The aim of the study was to look for the association of FPGS 2752 G > A (rs1544105), FPGS 1994 A > G (rs10106), and GGH 452 C > T (rs 11545078), GGH −401C > T (rs 3758149) gene polymorphisms with methotrexate (MTX) treatment response and MTX-induced adverse events in South Indian Tamil patients with rheumatoid arthritis (RA). Further the influence of these gene polymorphisms on MTX polyglutamate levels was analyzed. A total of 330 patients with RA were investigated. FPGS gene polymorphisms were analyzed by TaqMan 5ʹnuclease assay and GGH gene polymorphisms were analyzed by PCR-RFLP. Methotrexate polyglutamates (nmol/L of packed erythrocytes) were measured by liquid chromatography mass spectrometry (LCMS/MS) method. We found that the heterozygous genotype of FPGS rs1544105 [p = 0.02, OR 1.93, 95% CI (1.15–3.35)] and FPGS rs10106 AG genotype [p = 0.01, OR 2.11, 95% CI (1.20–3.71)] were associated with MTX adverse events. FPGS rs1544105 and GGH −401C > T SNPs influenced the polyglutamate levels. None of the investigated SNPs seems to be associated with MTX treatment outcome.

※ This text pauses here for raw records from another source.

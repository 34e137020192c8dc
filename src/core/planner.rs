//! Destination planning
//!
//! Turns the enumerated source files into an ordered list of copy tasks:
//! where each file lands, how big it is, and whether it will be written.

use crate::config::{CollisionPolicy, CopyPolicy};
use crate::core::policy::{decide, OverwriteDecision};
use crate::error::{MclubError, Result};
use crate::fs::{absolutize, SourceListing};
use serde::Serialize;
use std::collections::HashMap;
use std::ffi::{OsStr, OsString};
use std::path::{Component, Path, PathBuf};

/// One file to copy
#[derive(Debug, Clone, PartialEq, Eq, Serialize)]
pub struct CopyTask {
    /// Absolute source path
    pub source: PathBuf,
    /// Absolute destination path
    pub destination: PathBuf,
    /// Source size at planning time
    pub size_bytes: u64,
    /// Decided against the destination as it was at planning time
    pub overwrite_decision: OverwriteDecision,
}

/// Ordered tasks for one run
#[derive(Debug, Clone, Default, Serialize)]
pub struct CopyPlan {
    /// Destination root every task lives under
    pub destination_root: PathBuf,
    /// Tasks in source path order
    pub tasks: Vec<CopyTask>,
    /// Tasks that received a numbered name to avoid a collision
    pub renamed: usize,
}

impl CopyPlan {
    /// Bytes that will be written (skipped tasks excluded)
    pub fn required_bytes(&self) -> u64 {
        self.tasks
            .iter()
            .filter(|t| t.overwrite_decision.writes())
            .map(|t| t.size_bytes)
            .sum()
    }

    /// Number of tasks that will be written
    pub fn write_count(&self) -> usize {
        self.tasks
            .iter()
            .filter(|t| t.overwrite_decision.writes())
            .count()
    }

    /// Number of tasks kept as-is
    pub fn skip_count(&self) -> usize {
        self.tasks.len() - self.write_count()
    }

    /// No tasks at all
    pub fn is_empty(&self) -> bool {
        self.tasks.is_empty()
    }
}

/// The normal segments of `path`, with drive prefix and root removed.
///
/// `..` is applied lexically so a segment list can never climb out of the
/// destination root.
pub fn path_segments(path: &Path) -> Vec<&OsStr> {
    let mut segments = Vec::new();
    for component in path.components() {
        match component {
            Component::Normal(s) => segments.push(s),
            Component::ParentDir => {
                segments.pop();
            }
            Component::Prefix(_) | Component::RootDir | Component::CurDir => {}
        }
    }
    segments
}

/// Destination of `source` under `dest_root` with `flatten` leading segments dropped.
///
/// The file name always survives: when `flatten` reaches or passes the
/// number of segments only the file name is kept.
pub fn destination_for(source: &Path, dest_root: &Path, flatten: usize) -> PathBuf {
    let segments = path_segments(source);

    let kept: &[&OsStr] = if flatten < segments.len() {
        &segments[flatten..]
    } else {
        match segments.last() {
            Some(_) => &segments[segments.len() - 1..],
            None => &[],
        }
    };

    let mut dest = dest_root.to_path_buf();
    dest.extend(kept);
    dest
}

/// `photo.jpg` → `photo (n).jpg`
fn numbered_name(path: &Path, n: usize) -> PathBuf {
    let stem = path.file_stem().unwrap_or_default();

    let mut name = OsString::from(stem);
    name.push(format!(" ({n})"));
    if let Some(ext) = path.extension() {
        name.push(".");
        name.push(ext);
    }

    path.with_file_name(name)
}

/// Key under which a destination is reserved.
///
/// On a case-insensitive volume `A.txt` and `a.txt` are the same file, so
/// names are folded before they are compared.
fn collision_key(path: &Path, fold_case: bool) -> PathBuf {
    match path.to_str() {
        Some(text) if fold_case => PathBuf::from(text.to_lowercase()),
        _ => path.to_path_buf(),
    }
}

该研究的目的是寻找FPGS 2752 G> A（rs1544105），FPGS 1994 A> G（rs10106）和GGH 452 C> T（rs 11545078），GGH −401C> T（rs 3758149）的关联氨甲蝶呤（MTX）治疗反应和MTX引起的南印度泰米尔类风湿性关节炎（RA）患者的不良反应的基因多态性。进一步分析了这些基因多态性对MTX多谷氨酸水平的影响。共调查了330例RA患者。通过TaqMan 5ʹ核酸酶分析和GGH分析FPGS基因多态性通过PCR-RFLP分析基因多态性。通过液相色谱质谱法（LCMS / MS）测量甲氨蝶呤多谷氨酸盐（nmol / L填充红细胞）。我们发现FPGS rs1544105的杂合基因型[ p  = 0.02，或1.93，95％CI（1.15-3.35）]和FPGS rs10106 AG基因型[ p  = 0.01，或2.11，95％CI（1.20-3.71）]相关与MTX不良事件有关。FPGS rs1544105和GGH -401C> T SNP影响多聚谷氨酸水平。研究的SNPs似乎都与MTX治疗结果无关。